Эротомания, или сатириазис, Ивана Васильевича продолжалась по самый день его кончины, и самый его смертный недуг – гниение внутренности и опухоли снаружи – более нежели подозрителен. Тиверий римский сожалел, зачем у всего рода человеческого не одна голова, которую можно было бы отрубить одним взмахом топора. Иван Васильевич на закате дней сетовал, зачем прекрасная половина рода человеческого не может уместиться в одной женской личности, одаренной, сверх красоты, ежедневно обновляющейся девственностью. Мелькнула в царской опочивальне и скрылась в стенах монастыря девица Анна Васильчикова, супруга не супруга, наложница не наложница, на сожительство с которою Грозный взял, однако же, и на этот раз разрешительную молитву у своего духовника. Вскоре после Васильчиковой царь пленился Василисою Мелентьевой, вдовою боярина, зарезанного опричниками. Женщина эта, если о ней судить по трагедии г. Островского, была умна, лукава, играла Иваном Васильевичем как капризная содержанка своим благодетелем, не на шутку метила в царицы и была убита по повелению Грозного… В действительности ничего подобного не было и не могло быть. Грозному во время его сожительства с Василисою было лет сорок пять, и хотя он очень одряхлел от распутства, но еще не отупел до такой степени, чтобы позволить какой-нибудь бабе дурачить себя; далее минуты страстного самозабвения, до которого доходил Иван Васильевич в объятьях Мелентьевны, ее влияние на Грозного не простиралось. Всего вероятнее, кроме здоровенности, дебелости телес, иных достоинств в Василисе не обреталось, да, по правде сказать, в иных достоинствах Ивану Васильевичу не было и нужды. Что Мелентьевна была глупа – в этом удостоверяет нас сказание летописцев, свидетельствующее, что она не имела даже настолько такта, чтобы сохранить за собою место любовницы Грозного. В исходе апреля 1577 года, в бытность с царем в Новогороде, она вздумала засматриваться на окружного, князя Ивана Девлетева, и, как надобно полагать, не совсем осторожно: царь заметил! За это 1 мая того же года Василиса Мелентьева была пострижена в монахини, а князю Ивану Девлетеву отрублена голова. Снявши голову, плакал ли Грозный по волосам, об этом история умалчивает.

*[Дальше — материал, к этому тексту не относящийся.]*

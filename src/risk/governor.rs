//! Risk governor: daily loss circuit breaker, loss-streak bans, cooldowns
//! and exposure limits.
//!
//! State lives in the store. `record_close` runs inside the fill
//! reconciler's transaction so a close and its risk bookkeeping commit
//! together; `entry_block` runs inside the translator's claim transaction.

use super::alert::{AlertSeverity, RiskAlert, RiskAlertType};
use crate::config::RiskConfig;
use crate::model::ClosedPosition;
use crate::persistence::{
    count_inflight_entries, count_inflight_entries_for_market, count_positions,
    count_positions_in_market, load_market_risk, load_strategy_risk, save_market_risk,
    save_strategy_risk, MarketRiskState, StrategyRiskState,
};
use anyhow::Result;
use chrono::{DateTime, Duration, Utc};
use rusqlite::Connection;
use rust_decimal::Decimal;
use std::fmt;
use tracing::{info, warn};

/// Why a new entry was refused.
#[derive(Debug, Clone, Copy, PartialEq, Eq)]
pub enum BlockReason {
    CircuitBreaker,
    DailyLossLimit,
    LossStreakBan,
    Cooldown,
    MarketDrawdown,
    MaxOpenPositions,
    MaxPositionsPerMarket,
}

impl BlockReason {
    pub fn as_str(&self) -> &'static str {
        match self {
            BlockReason::CircuitBreaker => "circuit_breaker",
            BlockReason::DailyLossLimit => "daily_loss_limit",
            BlockReason::LossStreakBan => "loss_streak_ban",
            BlockReason::Cooldown => "market_cooldown",
            BlockReason::MarketDrawdown => "market_drawdown_cap",
            BlockReason::MaxOpenPositions => "max_open_positions",
            BlockReason::MaxPositionsPerMarket => "max_positions_per_market",
        }
    }
}

impl fmt::Display for BlockReason {
    fn fmt(&self, f: &mut fmt::Formatter<'_>) -> fmt::Result {
        f.write_str(self.as_str())
    }
}

/// Start of the UTC day after `now`.
fn next_utc_midnight(now: DateTime<Utc>) -> DateTime<Utc> {
    now.date_naive()
        .succ_opt()
        .and_then(|d| d.and_hms_opt(0, 0, 0))
        .map(|d| d.and_utc())
        .unwrap_or(now + Duration::days(1))
}

pub struct RiskGovernor {
    strategy: String,
    config: RiskConfig,
}

impl RiskGovernor {
    pub fn new(strategy: impl Into<String>, config: RiskConfig) -> Self {
        Self {
            strategy: strategy.into(),
            config,
        }
    }

    /// Strategy state rolled forward to the UTC day of `now`.
    fn strategy_state(&self, conn: &Connection, now: DateTime<Utc>) -> Result<StrategyRiskState> {
        let today = now.date_naive();
        let mut state = load_strategy_risk(conn, &self.strategy)?
            .unwrap_or_else(|| StrategyRiskState::new(&self.strategy, today));
        if state.day != today {
            info!(
                strategy = %self.strategy,
                previous_day = %state.day,
                previous_pnl = %state.daily_realized_pnl,
                "📅 [RISK] Day rollover"
            );
            state.day = today;
            state.daily_realized_pnl = Decimal::ZERO;
        }
        Ok(state)
    }

    fn market_state(&self, conn: &Connection, market_id: &str) -> Result<MarketRiskState> {
        Ok(load_market_risk(conn, &self.strategy, market_id)?
            .unwrap_or_else(|| MarketRiskState::new(&self.strategy, market_id)))
    }

    fn drawdown_hit(&self, cumulative_pnl: Decimal) -> bool {
        self.config.market_max_drawdown_usd > Decimal::ZERO
            && cumulative_pnl <= -self.config.market_max_drawdown_usd
    }

    /// Book a realized close. Returns alerts to emit once the surrounding
    /// transaction commits.
    pub fn record_close(
        &self,
        conn: &Connection,
        closed: &ClosedPosition,
        now: DateTime<Utc>,
    ) -> Result<Vec<RiskAlert>> {
        let mut alerts = Vec::new();
        let pnl = closed.realized_pnl;

        let mut strategy = self.strategy_state(conn, now)?;
        strategy.daily_realized_pnl += pnl;
        if strategy.daily_realized_pnl <= -self.config.daily_loss_limit
            && !strategy.breaker_active(now)
        {
            let until = next_utc_midnight(now);
            strategy.breaker_until = Some(until);
            strategy.breaker_reason = Some("daily_loss_limit".to_string());
            warn!(
                strategy = %self.strategy,
                daily_pnl = %strategy.daily_realized_pnl,
                %until,
                "🛑 [RISK] Circuit breaker tripped"
            );
            alerts.push(
                RiskAlert::new(
                    &self.strategy,
                    RiskAlertType::CircuitBreaker {
                        daily_pnl: strategy.daily_realized_pnl,
                        limit: self.config.daily_loss_limit,
                    },
                    AlertSeverity::Critical,
                    "daily loss limit reached, new entries halted until next UTC day",
                    now,
                )
                .with_metric("daily_pnl", strategy.daily_realized_pnl),
            );
        }
        save_strategy_risk(conn, &strategy, now)?;

        let mut market = self.market_state(conn, &closed.market_id)?;
        let was_over_drawdown = self.drawdown_hit(market.cumulative_pnl);
        market.cumulative_pnl += pnl;
        market.last_close_at = Some(now);
        if pnl < Decimal::ZERO {
            market.loss_streak += 1;
        } else {
            market.loss_streak = 0;
        }

        if self.config.max_loss_streak > 0 && market.loss_streak >= self.config.max_loss_streak {
            let until = now + Duration::hours(i64::from(self.config.ban_duration_hours));
            let streak = market.loss_streak;
            market.banned_until = Some(until);
            market.ban_reason = Some(format!("loss_streak_{}", streak));
            market.loss_streak = 0;
            warn!(
                strategy = %self.strategy,
                market = %closed.market_id,
                streak,
                %until,
                "⛔ [RISK] Market banned after loss streak"
            );
            alerts.push(RiskAlert::new(
                &self.strategy,
                RiskAlertType::LossStreakBan {
                    market_id: closed.market_id.clone(),
                    streak,
                },
                AlertSeverity::Warning,
                format!("{} consecutive losses, market banned until {}", streak, until),
                now,
            ));
        }

        if !was_over_drawdown && self.drawdown_hit(market.cumulative_pnl) {
            alerts.push(
                RiskAlert::new(
                    &self.strategy,
                    RiskAlertType::MarketDrawdown {
                        market_id: closed.market_id.clone(),
                        cumulative_pnl: market.cumulative_pnl,
                    },
                    AlertSeverity::Error,
                    "market drawdown cap reached",
                    now,
                )
                .with_metric("cap", self.config.market_max_drawdown_usd),
            );
        }
        save_market_risk(conn, &market, now)?;

        Ok(alerts)
    }

    /// First limit a new entry in `market_id` would violate, if any.
    pub fn entry_block(
        &self,
        conn: &Connection,
        market_id: &str,
        now: DateTime<Utc>,
    ) -> Result<Option<BlockReason>> {
        let strategy = self.strategy_state(conn, now)?;
        if strategy.breaker_active(now) {
            return Ok(Some(BlockReason::CircuitBreaker));
        }
        if strategy.daily_realized_pnl <= -self.config.daily_loss_limit {
            return Ok(Some(BlockReason::DailyLossLimit));
        }

        let market = self.market_state(conn, market_id)?;
        if market.ban_active(now) {
            return Ok(Some(BlockReason::LossStreakBan));
        }
        if let Some(last) = market.last_close_at {
            let cooldown = Duration::seconds(self.config.market_cooldown_secs as i64);
            if now < last + cooldown {
                return Ok(Some(BlockReason::Cooldown));
            }
        }
        if self.drawdown_hit(market.cumulative_pnl) {
            return Ok(Some(BlockReason::MarketDrawdown));
        }

        let open = count_positions(conn, &self.strategy)?
            + count_inflight_entries(conn, &self.strategy)?;
        if open >= self.config.max_open_positions {
            return Ok(Some(BlockReason::MaxOpenPositions));
        }
        let in_market = count_positions_in_market(conn, &self.strategy, market_id)?
            + count_inflight_entries_for_market(conn, &self.strategy, market_id)?;
        if in_market >= self.config.max_positions_per_market {
            return Ok(Some(BlockReason::MaxPositionsPerMarket));
        }

        Ok(None)
    }

    /// Whether realized plus `unrealized` pnl in a market breaches the cap.
    pub fn drawdown_breached(
        &self,
        conn: &Connection,
        market_id: &str,
        unrealized: Decimal,
    ) -> Result<bool> {
        let market = self.market_state(conn, market_id)?;
        Ok(self.drawdown_hit(market.cumulative_pnl + unrealized))
    }
}

#[cfg(test)]
mod tests {
    use super::*;
    use crate::model::ExitReason;
    use crate::persistence::Store;
    use chrono::TimeZone;
    use rust_decimal_macros::dec;

    fn config() -> RiskConfig {
        RiskConfig {
            max_loss_streak: 3,
            daily_loss_limit: dec!(100),
            market_cooldown_secs: 0,
            ..RiskConfig::default()
        }
    }

    fn closed(market: &str, pnl: Decimal, at: DateTime<Utc>) -> ClosedPosition {
        ClosedPosition {
            strategy: "mr".to_string(),
            market_id: market.to_string(),
            outcome: 1,
            direction: 1,
            entry_price: dec!(0.10),
            entry_at: at - Duration::hours(1),
            exit_price: dec!(0.09),
            exit_at: at,
            size: dec!(100),
            entry_dislocation: None,
            exit_reason: ExitReason::StopLoss,
            realized_pnl: pnl,
            paper: true,
        }
    }

    #[test]
    fn test_three_losses_ban_market_until_expiry() {
        let store = Store::in_memory().unwrap();
        let governor = RiskGovernor::new("mr", config());
        let t0 = Utc.with_ymd_and_hms(2026, 3, 2, 10, 0, 0).unwrap();

        for i in 0..2 {
            let alerts = governor
                .record_close(store.conn(), &closed("m1", dec!(-1), t0 + Duration::minutes(i)), t0)
                .unwrap();
            assert!(alerts.is_empty());
        }
        assert_eq!(governor.entry_block(store.conn(), "m1", t0).unwrap(), None);

        let alerts = governor
            .record_close(store.conn(), &closed("m1", dec!(-1), t0), t0)
            .unwrap();
        assert_eq!(alerts.len(), 1);

        let state = store.market_risk("mr", "m1").unwrap().unwrap();
        assert_eq!(state.banned_until, Some(t0 + Duration::hours(24)));
        assert_eq!(state.loss_streak, 0);

        assert_eq!(
            governor.entry_block(store.conn(), "m1", t0 + Duration::hours(1)).unwrap(),
            Some(BlockReason::LossStreakBan)
        );
        assert_eq!(governor.entry_block(store.conn(), "m2", t0).unwrap(), None);
        assert_eq!(
            governor.entry_block(store.conn(), "m1", t0 + Duration::hours(25)).unwrap(),
            None
        );
    }

    #[test]
    fn test_win_resets_streak() {
        let store = Store::in_memory().unwrap();
        let governor = RiskGovernor::new("mr", config());
        let t0 = Utc.with_ymd_and_hms(2026, 3, 2, 10, 0, 0).unwrap();

        governor.record_close(store.conn(), &closed("m1", dec!(-1), t0), t0).unwrap();
        governor.record_close(store.conn(), &closed("m1", dec!(-1), t0), t0).unwrap();
        governor.record_close(store.conn(), &closed("m1", dec!(0), t0), t0).unwrap();
        governor.record_close(store.conn(), &closed("m1", dec!(-1), t0), t0).unwrap();

        let state = store.market_risk("mr", "m1").unwrap().unwrap();
        assert_eq!(state.loss_streak, 1);
        assert_eq!(state.banned_until, None);
        assert_eq!(state.cumulative_pnl, dec!(-3));
    }

    #[test]
    fn test_daily_loss_trips_breaker_until_next_day() {
        let store = Store::in_memory().unwrap();
        let governor = RiskGovernor::new("mr", config());
        let t0 = Utc.with_ymd_and_hms(2026, 3, 2, 22, 0, 0).unwrap();

        let alerts = governor
            .record_close(store.conn(), &closed("m1", dec!(-60), t0), t0)
            .unwrap();
        assert!(alerts.is_empty());
        let alerts = governor
            .record_close(store.conn(), &closed("m2", dec!(-40), t0), t0)
            .unwrap();
        assert!(matches!(alerts[0].alert_type, RiskAlertType::CircuitBreaker { .. }));

        assert_eq!(
            governor.entry_block(store.conn(), "m3", t0 + Duration::hours(1)).unwrap(),
            Some(BlockReason::CircuitBreaker)
        );

        // Next UTC day: breaker expired, counter rolled over
        let next_day = Utc.with_ymd_and_hms(2026, 3, 3, 0, 0, 1).unwrap();
        assert_eq!(governor.entry_block(store.conn(), "m3", next_day).unwrap(), None);
        governor
            .record_close(store.conn(), &closed("m3", dec!(5), next_day), next_day)
            .unwrap();
        let state = store.strategy_risk("mr").unwrap().unwrap();
        assert_eq!(state.daily_realized_pnl, dec!(5));
    }

    #[test]
    fn test_cooldown_and_drawdown_cap() {
        let store = Store::in_memory().unwrap();
        let governor = RiskGovernor::new(
            "mr",
            RiskConfig {
                market_cooldown_secs: 600,
                market_max_drawdown_usd: dec!(20),
                daily_loss_limit: dec!(1000),
                ..RiskConfig::default()
            },
        );
        let t0 = Utc.with_ymd_and_hms(2026, 3, 2, 10, 0, 0).unwrap();
        governor.record_close(store.conn(), &closed("m1", dec!(5), t0), t0).unwrap();

        assert_eq!(
            governor.entry_block(store.conn(), "m1", t0 + Duration::minutes(5)).unwrap(),
            Some(BlockReason::Cooldown)
        );
        assert_eq!(
            governor.entry_block(store.conn(), "m1", t0 + Duration::minutes(11)).unwrap(),
            None
        );

        assert!(!governor.drawdown_breached(store.conn(), "m1", dec!(-20)).unwrap());
        assert!(governor.drawdown_breached(store.conn(), "m1", dec!(-25)).unwrap());

        let alerts = governor
            .record_close(store.conn(), &closed("m1", dec!(-30), t0), t0)
            .unwrap();
        assert!(alerts
            .iter()
            .any(|a| matches!(a.alert_type, RiskAlertType::MarketDrawdown { .. })));
        assert_eq!(
            governor.entry_block(store.conn(), "m1", t0 + Duration::hours(1)).unwrap(),
            Some(BlockReason::MarketDrawdown)
        );
    }

    #[test]
    fn test_exposure_limits_count_positions() {
        let store = Store::in_memory().unwrap();
        let governor = RiskGovernor::new(
            "mr",
            RiskConfig {
                max_open_positions: 1,
                ..RiskConfig::default()
            },
        );
        let now = Utc::now();
        let mut position = crate::model::Position::flat("mr", "m1", 1, true, now);
        position.apply_fill(dec!(100), dec!(0.10), now);
        crate::persistence::insert_position(store.conn(), &position).unwrap();
        assert_eq!(
            governor.entry_block(store.conn(), "m2", now).unwrap(),
            Some(BlockReason::MaxOpenPositions)
        );
    }
}
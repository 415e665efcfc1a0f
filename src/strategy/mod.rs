//! Trading pipeline workers.
//!
//! - Signal generation from price dislocations
//! - Intent translation into sized, risk-checked orders
//! - Order submission with retry and idempotent resolution
//! - Fill reconciliation into the position ledger
//! - Exit monitoring and closing intents

mod exits;
mod fills;
mod signal;
mod submitter;
mod translator;

pub use exits::{evaluate_exit, ExitMonitor};
pub use fills::{AppliedFill, FillReconciler};
pub use signal::{evaluate_entry, volatility_collapsed, volume_spike, EntrySignal, SignalGenerator, SkipReason};
pub use submitter::{backoff_delay, OrderSubmitter, SubmitOutcome};
pub use translator::{IntentTranslator, Translation};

Василиса Мелентьева по счету была седьмою супругою Ивана Васильевича. Последнею его супругою в 1580 году была Мария Федоровна из боярского рода Нагих, родительница Димитрия, царевича угличского. Этот пятый или восьмой брак царя был причиною временного его отлучения от св. причастия и поводом к неоднократным ссорам со старшим сыном, царевичем Иваном, окончившимся его убиением рукою державного родителя. Царевичу, как старшему сыну и прямому наследнику престола, частые браки отца были не только неприятны, но казались даже опасными его первенству, и мысль, что новая семья может изменить порядок престолонаследия, не давала покоя царевичу. Здесь не можем не высказать догадки, может быть, не лишенной основания. Все браки Ивана Васильевича после кончины Анастасии Романовны были бесплодны или несчастливы, и две жены царя, по его заявлению, умерли от яду… Грозный подозревал бояр, но не было ли при дворе кого-нибудь другого, кому отравление цариц могло быть выгодно? Царевич Иван, воспитанный в школе заплечных мастеров, свидетель, нередко и соучастник злодейств отца, мог без малейшего содрогания посягнуть на жизнь первой мачехи, и второй, и третьей или посредством зельев и некоторых снадобьев, следовавших за ними, царских сожительниц делать неплодными. Добра от царевича ждать было нечего; на зло он был гораздо способнее. Вскоре после женитьбы Грозного на Марии Нагих начались неудовольствия между нею и невесткою, женою царевича Ивана. Муж вступился за жену, мачеха пожаловалась на пасынка самому Ивану Васильевичу, и пошли семейные распри и дрязги, возбудившие наконец вражду между царем и царевичем. В ноябре 1581 года у отца с сыном произошло довольно крупное объяснение; забылся царевич, не стерпел царь и пустил в него ножом или ударил его остроконечным своим посохом, но так или иначе – царевич Иван пал мертвый. Для полноты длинного списка грехов и преступлений Грозного именно только детоубийства и недоставало!
Надобно отдать справедливость царю в том, что раскаяние (может быть, впервые в жизни) не замедлило пробудиться в его каменном сердце. Заливаясь слезами, в отчаянии, Грозный созвал врачей, умоляя спасти убитого, обещал в награду все свои сокровища… разумеется, тщетно! Воспоминание об убиенном сыне не покидало царя до самой его последней минуты.